• [The task] For the records below, report how many lines include "immediately", with no accompanying text.

[[ Records for this task, beginning ]]

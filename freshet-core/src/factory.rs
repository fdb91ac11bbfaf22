// Copyright 2026 Freshet contributors
// Licensed under the Apache License, Version 2.0
// http://www.apache.org/licenses/LICENSE-2.0

//! Trivial single-shot publishers.

use crate::completion::{Completion, Never};
use crate::demand::Demand;
use crate::lock::Guarded;
use crate::publisher::Publisher;
use crate::subscriber::{AnySubscriber, Subscriber};
use crate::subscription::{AnySubscription, Subscription};
use std::sync::Arc;

/// Emits one value, then finishes.
///
/// Like every producer in this crate, delivery is demand-lazy: the value is
/// held until the subscriber's first positive request.
#[derive(Clone, Debug)]
pub struct Just<T> {
    value: T,
}

impl<T> Just<T>
where
    T: Clone + Send + 'static,
{
    /// Wraps the value to emit.
    pub fn new(value: T) -> Self {
        Self { value }
    }
}

impl<T> Publisher for Just<T>
where
    T: Clone + Send + 'static,
{
    type Output = T;
    type Failure = Never;

    fn subscribe<S>(&self, subscriber: S)
    where
        S: Subscriber<Input = T, Failure = Never> + 'static,
    {
        let downstream = AnySubscriber::new(subscriber);
        downstream.receive_subscription(AnySubscription::new(JustSubscription {
            state: Guarded::new(Some((self.value.clone(), downstream.clone()))),
        }));
    }
}

struct JustSubscription<T> {
    state: Guarded<Option<(T, AnySubscriber<T, Never>)>>,
}

impl<T> Subscription for JustSubscription<T>
where
    T: Send + 'static,
{
    fn request(&self, demand: Demand) {
        if demand.is_none() {
            return;
        }
        if let Some((value, downstream)) = self.state.with_lock(Option::take) {
            let _ = downstream.receive(value);
            downstream.receive_completion(Completion::Finished);
        }
    }

    fn cancel(&self) {
        self.state.with_lock(Option::take);
    }
}

/// Finishes immediately, emitting nothing.
#[derive(Clone, Copy, Debug, Default)]
pub struct Empty<T> {
    _marker: core::marker::PhantomData<fn() -> T>,
}

impl<T> Empty<T>
where
    T: Send + 'static,
{
    /// An empty publisher.
    #[must_use]
    pub fn new() -> Self {
        Self {
            _marker: core::marker::PhantomData,
        }
    }
}

impl<T> Publisher for Empty<T>
where
    T: Send + 'static,
{
    type Output = T;
    type Failure = Never;

    fn subscribe<S>(&self, subscriber: S)
    where
        S: Subscriber<Input = T, Failure = Never> + 'static,
    {
        let downstream = AnySubscriber::new(subscriber);
        downstream.receive_subscription(AnySubscription::new(InertSubscription));
        downstream.receive_completion(Completion::Finished);
    }
}

/// Fails immediately with a stored error.
#[derive(Clone, Debug)]
pub struct Fail<T, E> {
    error: E,
    _marker: core::marker::PhantomData<fn() -> T>,
}

impl<T, E> Fail<T, E>
where
    T: Send + 'static,
    E: Clone + Send + 'static,
{
    /// Wraps the error to fail with.
    pub fn new(error: E) -> Self {
        Self {
            error,
            _marker: core::marker::PhantomData,
        }
    }
}

impl<T, E> Publisher for Fail<T, E>
where
    T: Send + 'static,
    E: Clone + Send + 'static,
{
    type Output = T;
    type Failure = E;

    fn subscribe<S>(&self, subscriber: S)
    where
        S: Subscriber<Input = T, Failure = E> + 'static,
    {
        let downstream = AnySubscriber::new(subscriber);
        downstream.receive_subscription(AnySubscription::new(InertSubscription));
        downstream.receive_completion(Completion::Failed(self.error.clone()));
    }
}

/// A subscription with nothing to coordinate: the publisher terminates at
/// subscribe time and demand is irrelevant.
struct InertSubscription;

impl Subscription for InertSubscription {
    fn request(&self, _demand: Demand) {}

    fn cancel(&self) {}
}
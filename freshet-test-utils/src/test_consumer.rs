// Copyright 2026 Freshet contributors
// Licensed under the Apache License, Version 2.0
// http://www.apache.org/licenses/LICENSE-2.0

use freshet_core::{AnySubscription, Completion, Demand, Guarded, Subscriber, Subscription};
use std::sync::Arc;

/// One recorded delivery.
#[derive(Clone, Debug, PartialEq)]
pub enum TestEvent<T, E> {
    Value(T),
    Completion(Completion<E>),
}

type DemandPolicy = Box<dyn Fn(usize) -> Demand + Send + Sync>;
type ValueHook<T> = Box<dyn Fn(&T) + Send + Sync>;

struct ConsumerInner<T, E> {
    events: Guarded<Vec<TestEvent<T, E>>>,
    subscription: Guarded<Option<AnySubscription>>,
    initial_demand: Demand,
    additional_demand: Option<DemandPolicy>,
    on_value: Option<ValueHook<T>>,
}

/// A subscriber that records everything it receives.
///
/// Demand is configurable in two places, mirroring how a real consumer
/// grants credit: `initial_demand` is requested when the subscription
/// arrives, and `additional_demand` (given the running value count) is
/// returned from each delivery.
pub struct TestConsumer<T, E> {
    inner: Arc<ConsumerInner<T, E>>,
}

impl<T, E> TestConsumer<T, E>
where
    T: Send + 'static,
    E: Send + 'static,
{
    /// A consumer that requests unlimited demand up front.
    #[must_use]
    pub fn unlimited() -> Self {
        Self::with_demand(Demand::Unlimited)
    }

    /// A consumer that requests `initial_demand` up front and returns no
    /// additional demand from deliveries.
    #[must_use]
    pub fn with_demand(initial_demand: Demand) -> Self {
        Self {
            inner: Arc::new(ConsumerInner {
                events: Guarded::new(Vec::new()),
                subscription: Guarded::new(None),
                initial_demand,
                additional_demand: None,
                on_value: None,
            }),
        }
    }

    /// Returns additional demand from each delivery, computed from the
    /// number of values received so far (1-based).
    #[must_use]
    pub fn additional_demand(
        self,
        policy: impl Fn(usize) -> Demand + Send + Sync + 'static,
    ) -> Self {
        let inner = Arc::try_unwrap(self.inner)
            .unwrap_or_else(|_| panic!("configure TestConsumer before sharing it"));
        Self {
            inner: Arc::new(ConsumerInner {
                additional_demand: Some(Box::new(policy)),
                ..inner
            }),
        }
    }

    /// Runs a hook inside every value delivery, before it is recorded.
    #[must_use]
    pub fn on_value(self, hook: impl Fn(&T) + Send + Sync + 'static) -> Self {
        let inner = Arc::try_unwrap(self.inner)
            .unwrap_or_else(|_| panic!("configure TestConsumer before sharing it"));
        Self {
            inner: Arc::new(ConsumerInner {
                on_value: Some(Box::new(hook)),
                ..inner
            }),
        }
    }

    pub fn events(&self) -> Vec<TestEvent<T, E>>
    where
        T: Clone,
        E: Clone,
    {
        self.inner.events.cloned()
    }

    pub fn values(&self) -> Vec<T>
    where
        T: Clone,
        E: Clone,
    {
        self.events()
            .into_iter()
            .filter_map(|event| match event {
                TestEvent::Value(value) => Some(value),
                TestEvent::Completion(_) => None,
            })
            .collect()
    }

    pub fn completions(&self) -> Vec<Completion<E>>
    where
        T: Clone,
        E: Clone,
    {
        self.events()
            .into_iter()
            .filter_map(|event| match event {
                TestEvent::Value(_) => None,
                TestEvent::Completion(completion) => Some(completion),
            })
            .collect()
    }

    pub fn value_count(&self) -> usize {
        self.inner.events.with_lock(|events| {
            events
                .iter()
                .filter(|event| matches!(event, TestEvent::Value(_)))
                .count()
        })
    }

    pub fn completion_count(&self) -> usize {
        self.inner.events.with_lock(|events| {
            events
                .iter()
                .filter(|event| matches!(event, TestEvent::Completion(_)))
                .count()
        })
    }

    pub fn has_subscription(&self) -> bool {
        self.inner.subscription.with_lock(|slot| slot.is_some())
    }

    /// Grants further demand through the recorded subscription.
    pub fn request(&self, demand: Demand) {
        let subscription = self.inner.subscription.cloned();
        if let Some(subscription) = subscription {
            subscription.request(demand);
        }
    }

    /// Cancels the recorded subscription.
    pub fn cancel(&self) {
        let subscription = self.inner.subscription.cloned();
        if let Some(subscription) = subscription {
            subscription.cancel();
        }
    }

    /// Drops the retained subscription handle without cancelling it.
    pub fn release_subscription(&self) {
        self.inner.subscription.with_lock(Option::take);
    }
}

impl<T, E> Clone for TestConsumer<T, E> {
    fn clone(&self) -> Self {
        Self {
            inner: self.inner.clone(),
        }
    }
}

impl<T, E> Subscriber for TestConsumer<T, E>
where
    T: Send + 'static,
    E: Send + 'static,
{
    type Input = T;
    type Failure = E;

    fn receive_subscription(&self, subscription: AnySubscription) {
        self.inner
            .subscription
            .with_lock(|slot| *slot = Some(subscription.clone()));
        if self.inner.initial_demand.is_positive() {
            subscription.request(self.inner.initial_demand);
        }
    }

    fn receive(&self, input: T) -> Demand {
        if let Some(hook) = &self.inner.on_value {
            hook(&input);
        }
        let count = self.inner.events.with_lock(|events| {
            events.push(TestEvent::Value(input));
            events
                .iter()
                .filter(|event| matches!(event, TestEvent::Value(_)))
                .count()
        });
        match &self.inner.additional_demand {
            Some(policy) => policy(count),
            None => Demand::none(),
        }
    }

    fn receive_completion(&self, completion: Completion<E>) {
        self.inner
            .events
            .with_lock(|events| events.push(TestEvent::Completion(completion)));
    }
}
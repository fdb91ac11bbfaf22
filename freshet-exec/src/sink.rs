// Copyright 2026 Freshet contributors
// Licensed under the Apache License, Version 2.0
// http://www.apache.org/licenses/LICENSE-2.0

use freshet_core::{
    AnySubscription, Completion, Demand, Guarded, Subscriber, Subscription,
};
use std::sync::Arc;

type ValueHandler<T> = Box<dyn Fn(T) + Send + Sync>;
type CompletionHandler<E> = Box<dyn Fn(Completion<E>) + Send + Sync>;

struct SinkInner<T, E> {
    on_value: ValueHandler<T>,
    on_completion: CompletionHandler<E>,
    subscription: Guarded<Option<AnySubscription>>,
}

/// The plain closure consumer: requests unlimited demand and hands every
/// value (and the terminal signal) to the supplied closures.
///
/// The sink retains its subscription internally, so the stream stays live
/// for as long as the sink (or any clone of it) exists. Call
/// [`cancel`](Sink::cancel) to stop delivery early.
pub struct Sink<T, E> {
    inner: Arc<SinkInner<T, E>>,
}

impl<T, E> Sink<T, E>
where
    T: Send + 'static,
    E: Send + 'static,
{
    /// A sink with a value handler and a completion handler.
    pub fn new(
        on_value: impl Fn(T) + Send + Sync + 'static,
        on_completion: impl Fn(Completion<E>) + Send + Sync + 'static,
    ) -> Self {
        Self {
            inner: Arc::new(SinkInner {
                on_value: Box::new(on_value),
                on_completion: Box::new(on_completion),
                subscription: Guarded::new(None),
            }),
        }
    }

    /// A sink that only cares about values.
    pub fn values(on_value: impl Fn(T) + Send + Sync + 'static) -> Self {
        Self::new(on_value, |_completion| {})
    }

    /// Stops delivery. Idempotent.
    pub fn cancel(&self) {
        if let Some(subscription) = self.inner.subscription.with_lock(Option::take) {
            subscription.cancel();
        }
    }

    /// Returns `true` while the sink holds a live subscription.
    #[must_use]
    pub fn is_subscribed(&self) -> bool {
        self.inner.subscription.with_lock(|slot| slot.is_some())
    }
}

impl<T, E> Clone for Sink<T, E> {
    fn clone(&self) -> Self {
        Self {
            inner: self.inner.clone(),
        }
    }
}

impl<T, E> Subscriber for Sink<T, E>
where
    T: Send + 'static,
    E: Send + 'static,
{
    type Input = T;
    type Failure = E;

    fn receive_subscription(&self, subscription: AnySubscription) {
        self.inner
            .subscription
            .with_lock(|slot| *slot = Some(subscription.clone()));
        subscription.request(Demand::Unlimited);
    }

    fn receive(&self, input: T) -> Demand {
        (self.inner.on_value)(input);
        Demand::none()
    }

    fn receive_completion(&self, completion: Completion<E>) {
        (self.inner.on_completion)(completion);
        // The stream is over; release the subscription's resources.
        self.inner.subscription.with_lock(Option::take);
    }
}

[[ Records for this task, end ]]

• [Response area] 2